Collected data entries
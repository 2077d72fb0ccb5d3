//! Order Seeder Core - Shared types library.
//!
//! This crate provides the value types shared by the seeding components:
//! - `admin` - Shopify Admin API client, seeding pipeline, and HTTP trigger
//! - `cli` - Command-line trigger for seeding runs
//!
//! # Architecture
//!
//! The core crate contains only types and traits - no I/O, no HTTP clients,
//! no randomness. This keeps it lightweight and allows it to be used anywhere.
//!
//! # Modules
//!
//! - [`types`] - Shopify global IDs, prices, statuses, catalog entities, and
//!   order-creation requests

#![cfg_attr(not(test), forbid(unsafe_code))]

pub mod types;

pub use types::*;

§ Assignment: List each line of the entries that holds the string "Shopify".

§ Solved exercise:
//! - `admin` - Shopify Admin API client, seeding pipeline, and HTTP trigger
//! - [`types`] - Shopify global IDs, prices, statuses, catalog entities, and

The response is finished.